§ **What this task involves**: Looking at the records below, state how many lines include the string "Result" and add nothing further.

Data extracted from a collection
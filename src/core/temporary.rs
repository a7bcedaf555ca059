//! Time-bounded grants expressed as conditions over `request.time`
//!
//! A grant that is valid from `start` (inclusive) to `end` (exclusive) is
//! written as:
//!
//! ```text
//! (request.time >= timestamp("2020-01-01T00:00:00Z") && request.time < timestamp("2020-01-01T00:05:00Z"))
//! ```
//!
//! This is the only form the codec produces and the only form it recognizes.

use crate::core::error::TemporaryConditionError;
use crate::core::expression::parse_timestamp;
use chrono::{DateTime, Duration, SecondsFormat, Utc};
use once_cell::sync::Lazy;
use regex::Regex;
use serde::{Deserialize, Serialize};
use std::cmp::Ordering;

static CONDITION_PATTERN: Lazy<Regex> = Lazy::new(|| {
    Regex::new(
        r#"^request\.time\s*>=\s*timestamp\(\s*["']([^"']+)["']\s*\)\s*&&\s*request\.time\s*<\s*timestamp\(\s*["']([^"']+)["']\s*\)$"#,
    )
    .expect("temporary condition pattern is valid")
});

/// Immutable `[start, end)` window with `start <= end`
#[derive(Debug, Clone, Copy, PartialEq, Eq, Hash, Serialize, Deserialize)]
pub struct TimeSpan {
    start: DateTime<Utc>,
    end: DateTime<Utc>,
}

impl TimeSpan {
    pub fn new(start: DateTime<Utc>, end: DateTime<Utc>) -> Result<Self, TemporaryConditionError> {
        if start > end {
            return Err(TemporaryConditionError::InvalidSpan {
                start: format_instant(&start),
                end: format_instant(&end),
            });
        }
        Ok(TimeSpan { start, end })
    }

    /// Span of `duration` starting at `start`; negative durations and
    /// ends past the representable range are rejected
    pub fn starting_at(
        start: DateTime<Utc>,
        duration: Duration,
    ) -> Result<Self, TemporaryConditionError> {
        let end = start
            .checked_add_signed(duration)
            .ok_or_else(|| TemporaryConditionError::InvalidSpan {
                start: format_instant(&start),
                end: format!("{} after start", duration),
            })?;
        Self::new(start, end)
    }

    pub fn start(&self) -> DateTime<Utc> {
        self.start
    }

    pub fn end(&self) -> DateTime<Utc> {
        self.end
    }

    pub fn duration(&self) -> Duration {
        self.end - self.start
    }

    /// Whether `instant` falls within `[start, end)`
    pub fn contains(&self, instant: DateTime<Utc>) -> bool {
        self.start <= instant && instant < self.end
    }
}

/// Spans order by end instant, then by start instant
impl Ord for TimeSpan {
    fn cmp(&self, other: &Self) -> Ordering {
        self.end
            .cmp(&other.end)
            .then_with(|| self.start.cmp(&other.start))
    }
}

impl PartialOrd for TimeSpan {
    fn partial_cmp(&self, other: &Self) -> Option<Ordering> {
        Some(self.cmp(other))
    }
}

fn format_instant(instant: &DateTime<Utc>) -> String {
    instant.to_rfc3339_opts(SecondsFormat::AutoSi, true)
}

/// Encoder and recognizer for temporary conditions
pub struct TemporaryCondition;

impl TemporaryCondition {
    /// Encode a validity window as a condition expression
    ///
    /// # Examples
    ///
    /// ```
    /// use chrono::{Duration, TimeZone, Utc};
    /// use jit_policy::temporary::TemporaryCondition;
    ///
    /// let start = Utc.with_ymd_and_hms(2020, 1, 1, 0, 0, 0).unwrap();
    /// assert_eq!(
    ///     TemporaryCondition::encode_duration(start, Duration::minutes(5)).unwrap(),
    ///     "(request.time >= timestamp(\"2020-01-01T00:00:00Z\") && \
    ///      request.time < timestamp(\"2020-01-01T00:05:00Z\"))"
    /// );
    /// ```
    pub fn encode(start: DateTime<Utc>, end: DateTime<Utc>) -> String {
        format!(
            "(request.time >= timestamp(\"{}\") && request.time < timestamp(\"{}\"))",
            format_instant(&start),
            format_instant(&end)
        )
    }

    pub fn encode_duration(
        start: DateTime<Utc>,
        duration: Duration,
    ) -> Result<String, TemporaryConditionError> {
        Ok(Self::encode_span(&TimeSpan::starting_at(start, duration)?))
    }

    pub fn encode_span(span: &TimeSpan) -> String {
        Self::encode(span.start, span.end)
    }

    /// Check whether a condition has exactly the temporary-condition shape
    pub fn is_temporary_condition(condition: &str) -> bool {
        Self::captures(condition).is_some()
    }

    /// Extract the validity window from a temporary condition
    pub fn decode(condition: &str) -> Result<TimeSpan, TemporaryConditionError> {
        let not_temporary = || TemporaryConditionError::NotATemporaryCondition(condition.to_string());

        let (start, end) = Self::captures(condition).ok_or_else(not_temporary)?;
        let start = parse_timestamp(&start).map_err(|_| not_temporary())?;
        let end = parse_timestamp(&end).map_err(|_| not_temporary())?;

        TimeSpan::new(start, end)
    }

    /// True iff `condition` is a temporary condition whose window contains `now`
    pub fn evaluate(condition: &str, now: DateTime<Utc>) -> bool {
        Self::decode(condition)
            .map(|span| span.contains(now))
            .unwrap_or(false)
    }

    fn captures(condition: &str) -> Option<(String, String)> {
        let mut text = condition.trim();

        // Peel redundant wrapping parentheses
        while text.starts_with('(') && text.ends_with(')') {
            text = text[1..text.len() - 1].trim();
        }

        CONDITION_PATTERN
            .captures(text)
            .map(|c| (c[1].to_string(), c[2].to_string()))
    }
}

#[cfg(test)]
mod tests {
    use super::*;
    use chrono::TimeZone;

    fn instant(s: &str) -> DateTime<Utc> {
        DateTime::parse_from_rfc3339(s).unwrap().with_timezone(&Utc)
    }

    #[test]
    fn test_encode() {
        let start = Utc.with_ymd_and_hms(2020, 1, 1, 0, 0, 0).unwrap();
        assert_eq!(
            TemporaryCondition::encode_duration(start, Duration::minutes(5)).unwrap(),
            "(request.time >= timestamp(\"2020-01-01T00:00:00Z\") && request.time < timestamp(\"2020-01-01T00:05:00Z\"))"
        );
    }

    #[test]
    fn test_decode_roundtrip_with_subseconds() {
        let start = instant("2021-03-04T05:06:07.123Z");
        let end = instant("2021-03-04T06:06:07.123Z");
        let span = TemporaryCondition::decode(&TemporaryCondition::encode(start, end)).unwrap();
        assert_eq!(span.start(), start);
        assert_eq!(span.end(), end);
    }

    #[test]
    fn test_is_temporary_condition() {
        let encoded = TemporaryCondition::encode(
            instant("2020-01-01T00:00:00Z"),
            instant("2020-01-01T01:00:00Z"),
        );
        assert!(TemporaryCondition::is_temporary_condition(&encoded));
        assert!(TemporaryCondition::is_temporary_condition(&format!("(({}))", encoded)));
        assert!(TemporaryCondition::is_temporary_condition(
            "request.time >= timestamp(\"2020-01-01T00:00:00Z\")&&request.time<timestamp(\"2020-01-01T01:00:00Z\")"
        ));

        assert!(!TemporaryCondition::is_temporary_condition(&format!(
            "{} && resource.name == \"x\"",
            encoded
        )));
        assert!(!TemporaryCondition::is_temporary_condition("true"));
        assert!(!TemporaryCondition::is_temporary_condition(""));
    }

    #[test]
    fn test_decode_errors() {
        assert!(matches!(
            TemporaryCondition::decode("resource.name == 'x'"),
            Err(TemporaryConditionError::NotATemporaryCondition(_))
        ));
        assert!(matches!(
            TemporaryCondition::decode(
                "request.time >= timestamp(\"garbage\") && request.time < timestamp(\"2020-01-01T00:00:00Z\")"
            ),
            Err(TemporaryConditionError::NotATemporaryCondition(_))
        ));
    }

    #[test]
    fn test_evaluate() {
        let start = instant("2020-01-01T00:00:00Z");
        let end = instant("2020-01-01T01:00:00Z");
        let condition = TemporaryCondition::encode(start, end);

        assert!(TemporaryCondition::evaluate(&condition, start));
        assert!(TemporaryCondition::evaluate(&condition, start + Duration::minutes(30)));
        assert!(!TemporaryCondition::evaluate(&condition, end));
        assert!(!TemporaryCondition::evaluate(&condition, start - Duration::seconds(1)));
        assert!(!TemporaryCondition::evaluate("true", start));
    }

    #[test]
    fn test_time_span_invariants() {
        let a = instant("2020-01-01T00:00:00Z");
        let b = instant("2020-01-01T01:00:00Z");

        assert!(TimeSpan::new(b, a).is_err());
        assert!(TimeSpan::starting_at(a, Duration::minutes(-1)).is_err());
        assert!(matches!(
            TimeSpan::starting_at(a, Duration::days(100_000_000)),
            Err(TemporaryConditionError::InvalidSpan { .. })
        ));
        assert!(TemporaryCondition::encode_duration(a, Duration::days(100_000_000)).is_err());

        let span = TimeSpan::new(a, b).unwrap();
        assert_eq!(span.duration(), Duration::hours(1));
        assert!(span.contains(a));
        assert!(!span.contains(b));
    }

    #[test]
    fn test_time_span_orders_by_end() {
        let t0 = instant("2020-01-01T00:00:00Z");
        let long_early = TimeSpan::new(t0, t0 + Duration::hours(3)).unwrap();
        let short_late = TimeSpan::new(t0 + Duration::hours(1), t0 + Duration::hours(2)).unwrap();
        let same_end = TimeSpan::new(t0 + Duration::minutes(30), t0 + Duration::hours(3)).unwrap();

        let mut spans = vec![long_early, short_late, same_end];
        spans.sort();
        assert_eq!(spans, vec![short_late, long_early, same_end]);
    }
}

§ **Written answer**: 4